A lo largo de cinco días, entre el domingo 28 y el jueves 30 de octubre del año en curso, el presidente de Estados Unidos, Donald J. Trump, realizó una gira de trabajo por el Sudeste asiático que incluyó, además de su participación en dos de los mecanismos de regionalización más importantes de la zona (la Asociación de Naciones del Asia Sudoriental, concertada en Kuala Lumpur, por un lado; y el Foro de Cooperación Económica Asia-Pacífico, congregado en Gyeongju, por el otro), reuniones bilaterales al más alto nivel diplomático con Jefes y Jefas de Estado y/o de Gobierno de Malasia, Japón, Corea del Sur y, por supuesto, China (además de Brasil, pero eso es materia de otro análisis).
En los nueve meses que lleva ejerciendo el cargo de titular del poder ejecutivo estadounidense, ésta es la primera vez que Trump cumple con una agenda de trabajo tan cargada de contenido y tan movida en esta región del mundo. De hecho, si se comparan los resultados que él ―personalmente, no necesariamente como presidente de Estados Unidos― consiguió en esta ocasión, respecto de lo que en esa misma zona de Asia obtuvo la última vez que visitó al continente (en 2019), la realidad es que, esta vez, desde su propio punto de vista, parece haber conseguido todo lo que esperaba obtener como concesiones de sus contrapartes asiáticas; aún si en la mayoría de los casos presionó hasta el final para incrementar sus exigencias.
¿En qué medida, no obstante lo anterior, mucho de lo que hoy por hoy Trump en persona considera como un logro personal ―de su estilo de ejercer la diplomacia y en relación con su agenda ideológica prioritaria― en verdad puede interpretarse como una conquista para el Estado estadounidense, en razón de sus propios intereses estratégicos, de su agenda de seguridad nacional y de su posicionamiento geopolítico en el seno de la economía mundial? La respuesta es relativamente sencilla (que no simple), si se aprecia al momento coyuntural en su justa dimensión y, en paralelo, se presta un poco más de atención a las consecuencias de largo plazo derivadas de los acuerdos a los que llegó en cada uno de los países que visitó.

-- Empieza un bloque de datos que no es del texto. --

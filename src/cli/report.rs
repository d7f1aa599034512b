use ibxsync::{CreationResult, Result};
use std::path::PathBuf;

/*-------------------------------------------------------------------------------------------------
  Save Creation Results to CSV File
-------------------------------------------------------------------------------------------------*/

pub fn save(results: &[CreationResult], path: &PathBuf) -> Result<()> {
    let mut writer = csv::Writer::from_path(path)?;

    // Write header
    writer.serialize(&[
        "CIDR",
        "Source Key",
        "Action",
        "Type",
        "Parent Container",
        "Contained Networks",
        "Error Category",
        "Error",
    ])?;

    // Write result records
    for result in results {
        let record = (
            &result.cidr,
            &result.source_key,
            result.action.to_string(),
            if result.action.is_container() {
                "Container"
            } else {
                "Network"
            },
            result.parent_container.as_deref().unwrap_or(""),
            result.contained_count,
            result
                .error_category
                .map_or_else(String::new, |category| category.to_string()),
            result.error.as_deref().unwrap_or(""),
        );
        writer.serialize(record)?;
    }

    writer.flush()?;

    Ok(())
}

/*-------------------------------------------------------------------------------------------------
  Unit Tests
-------------------------------------------------------------------------------------------------*/
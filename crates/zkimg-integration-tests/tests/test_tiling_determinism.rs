//! Tile decomposition is deterministic and invisible below the size limit.

mod common;

use zkimg_core::Transformation;
use zkimg_crypto::image_commitment;

#[tokio::test(flavor = "multi_thread", worker_threads = 4)]
async fn same_input_same_root() {
    let tmp = tempfile::tempdir().unwrap();
    let service = common::service(tmp.path(), 32);
    let image = common::test_card(70, 45);

    for t in [
        Transformation::Grayscale,
        Transformation::Crop { x: 10, y: 5, width: 50, height: 30 },
        Transformation::Resize { width: 33, height: 20 },
    ] {
        let first = service.process_large_image(&image, t).await.unwrap();
        let second = service.process_large_image(&image, t).await.unwrap();
        assert_eq!(first.set.root, second.set.root, "{t}");
        assert_eq!(first.result_image, t.apply(&image).unwrap(), "{t}");
        assert!(first.set.tiles.len() > 1);
        assert!(service.verify_tile_proofs(&first.set), "{t}");
    }
}

#[tokio::test]
async fn untiled_root_equals_chain_commitment() {
    let tmp = tempfile::tempdir().unwrap();
    let service = common::service(tmp.path(), 32);
    let image = common::test_card(24, 20);
    let t = Transformation::Resize { width: 12, height: 10 };

    let tiled = service.process_large_image(&image, t).await.unwrap();
    let step = service.submit_transformation_step(None, image, t).await.unwrap();

    assert_eq!(tiled.set.tiles.len(), 1);
    assert_eq!(tiled.set.root, step.step.output_hash);
    assert_eq!(tiled.set.root, image_commitment(&step.output).unwrap());
}

#[tokio::test]
async fn tile_sets_do_not_verify_elsewhere() {
    let a = tempfile::tempdir().unwrap();
    let b = tempfile::tempdir().unwrap();
    let producer = common::service(a.path(), 32);
    let stranger = common::service(b.path(), 32);
    let outcome = producer
        .process_large_image(&common::test_card(40, 40), Transformation::Grayscale)
        .await
        .unwrap();
    assert!(producer.verify_tile_proofs(&outcome.set));
    // No verification keys on the other side, and it never compiles them.
    assert!(!stranger.verify_tile_proofs(&outcome.set));
    assert_eq!(stranger.prover().cache().compilations(), 0);
}
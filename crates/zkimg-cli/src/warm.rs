//! `zkimg warm`: compile one circuit into the artifact store.

use anyhow::{anyhow, Context, Result};
use clap::Args;
use zkimg_chain::ImageProofService;
use zkimg_core::{CircuitParams, TransformKind};
use zkimg_zkp::ProvingBackend;

#[derive(Args, Debug)]
pub struct WarmArgs {
    /// Circuit kind: crop, resize or grayscale.
    #[arg(long)]
    pub kind: String,

    /// Circuit parameter as `name=value`. Repeat for each parameter.
    #[arg(long = "param", value_parser = parse_param)]
    pub params: Vec<(String, u32)>,
}

/// Parse `name=value` with a `u32` value.
pub fn parse_param(raw: &str) -> Result<(String, u32), String> {
    let (name, value) = raw
        .split_once('=')
        .ok_or_else(|| format!("expected name=value, got {raw:?}"))?;
    let name = name.trim();
    if name.is_empty() {
        return Err(format!("empty parameter name in {raw:?}"));
    }
    let value = value
        .trim()
        .parse()
        .map_err(|e| format!("parameter {name}: {e}"))?;
    Ok((name.to_string(), value))
}

pub async fn run_warm<B: ProvingBackend>(args: &WarmArgs, service: &ImageProofService<B>) -> Result<u8> {
    let kind = TransformKind::parse(&args.kind)
        .ok_or_else(|| anyhow!("unknown circuit kind {:?} (expected crop, resize or grayscale)", args.kind))?;
    let mut params = CircuitParams::new();
    for (name, value) in &args.params {
        params.insert(name, *value);
    }
    let cache = service.prover().cache();
    let artifact = cache
        .ensure_artifacts(kind, &params)
        .await
        .with_context(|| format!("warming {kind} circuit"))?;
    println!(
        "{} ready in {} ({} constraints, {} compilations this run)",
        artifact.key(),
        artifact.dir().display(),
        artifact.constraint_count(),
        cache.compilations()
    );
    Ok(0)
}
/// Proof for one tile.
#[derive(Debug, Clone, PartialEq, Eq, Serialize, Deserialize)]
pub struct TileProof {
    pub tile: Tile,
    /// Where the tile's result sits in the assembled output.
    pub placement: Rect,
    /// Commitment to the tile's result; the Merkle leaf.
    pub result_hash: FieldElement,
    pub proof: Proof,
}

/// Every tile proof of one transformation plus the folded root.
#[derive(Debug, Clone, PartialEq, Eq, Serialize, Deserialize)]
pub struct TileProofSet {
    pub transformation: Transformation,
    pub source: Dimensions,
    pub output: Dimensions,
    /// Edge length the source was partitioned with. Unused by a bypass set.
    pub tile_size: u32,
    /// Disclosed commitment to the assembled output.
    pub root: FieldElement,
    pub tiles: Vec<TileProof>,
}

/// Result of [`TileProcessor::process`].
#[derive(Debug)]
pub struct TileOutcome {
    pub result_image: PixelMatrix,
    pub set: TileProofSet,
}

#[derive(Debug, Clone, Copy, PartialEq, Eq)]
pub struct TileSettings {
    pub tile_size: u32,
    pub workers: usize,
    pub max_tiles: usize,
}

impl Default for TileSettings {
    fn default() -> Self {
        Self {
            tile_size: DEFAULT_TILE_SIZE,
            workers: DEFAULT_TILE_WORKERS,
            max_tiles: DEFAULT_MAX_TILES,
        }
    }
}

/// One tile's circuit and witness, ready to prove.
struct TilePlan {
    tile: Tile,
    shape: CircuitShape,
    placement: Rect,
    pre: PixelMatrix,
}

/// Drives per-tile proofs through a [`Prover`].
pub struct TileProcessor<B: ProvingBackend> {
    prover: Prover<B>,
    settings: TileSettings,
    permits: Arc<Semaphore>,
}

impl<B: ProvingBackend> std::fmt::Debug for TileProcessor<B> {
    fn fmt(&self, f: &mut std::fmt::Formatter<'_>) -> std::fmt::Result {
        f.debug_struct("TileProcessor").field("settings", &self.settings).finish()
    }
}
//! Bad requests fail before any artifact lookup or compilation.

mod common;

use zkimg_core::{InputError, Transformation};

#[tokio::test]
async fn out_of_bounds_crop_has_no_side_effects() {
    let tmp = tempfile::tempdir().unwrap();
    let service = common::service(tmp.path(), 64);
    let err = service
        .submit_transformation_step(None, common::test_card(32, 32), Transformation::Crop { x: 20, y: 0, width: 16, height: 8 })
        .await
        .unwrap_err();

    assert!(err.is_input());
    assert!(err.to_string().contains("out of bounds") || err.to_string().contains("crop"));
    assert_eq!(service.prover().cache().compilations(), 0);
    assert_eq!(common::entries(&tmp.path().join("artifacts")), 0);
    assert!(service.registry().is_empty());
}

#[tokio::test]
async fn oversized_request_is_rejected_untiled() {
    let tmp = tempfile::tempdir().unwrap();
    let service = common::service(tmp.path(), 32);
    let err = service
        .submit_transformation_step(None, common::test_card(40, 8), Transformation::Grayscale)
        .await
        .unwrap_err();
    assert!(err.is_input());
    assert_eq!(service.prover().cache().compilations(), 0);
}

#[tokio::test]
async fn zero_sized_resize_is_rejected() {
    let tmp = tempfile::tempdir().unwrap();
    let service = common::service(tmp.path(), 32);
    let err = service
        .process_large_image(&common::test_card(8, 8), Transformation::Resize { width: 0, height: 4 })
        .await
        .unwrap_err();
    assert!(matches!(
        err,
        zkimg_chain::ServiceError::Tiling(zkimg_chain::TilingError::Input(InputError::ZeroDimension { .. }))
    ));
}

Y es que, en efecto, aunque en términos personalísimos Trump puede presumir, en retrospectiva, que su paso por el Sudeste de Asia fue más que provechoso para hacer lucir su persona a lo largo y a lo ancho de la región, habiendo sido objeto, en cada país que visitó, de ceremoniales y de gestos de una solemnidad simbólica singular (totalmente contrastantes con el tono de mofa con el que la prensa lo suele retratar y con la relativa descortesía que suele permear en sus tratos diplomáticos con sus homólogos y homólogas del Viejo Continente), desde el punto de vista de los intereses nacionales prioritarios del Estado que gobierna, lo ganado por Trump en Asia parece más bien efímero e irrelevante sobre todo en el mediano y en el largo plazos. ¿Por qué?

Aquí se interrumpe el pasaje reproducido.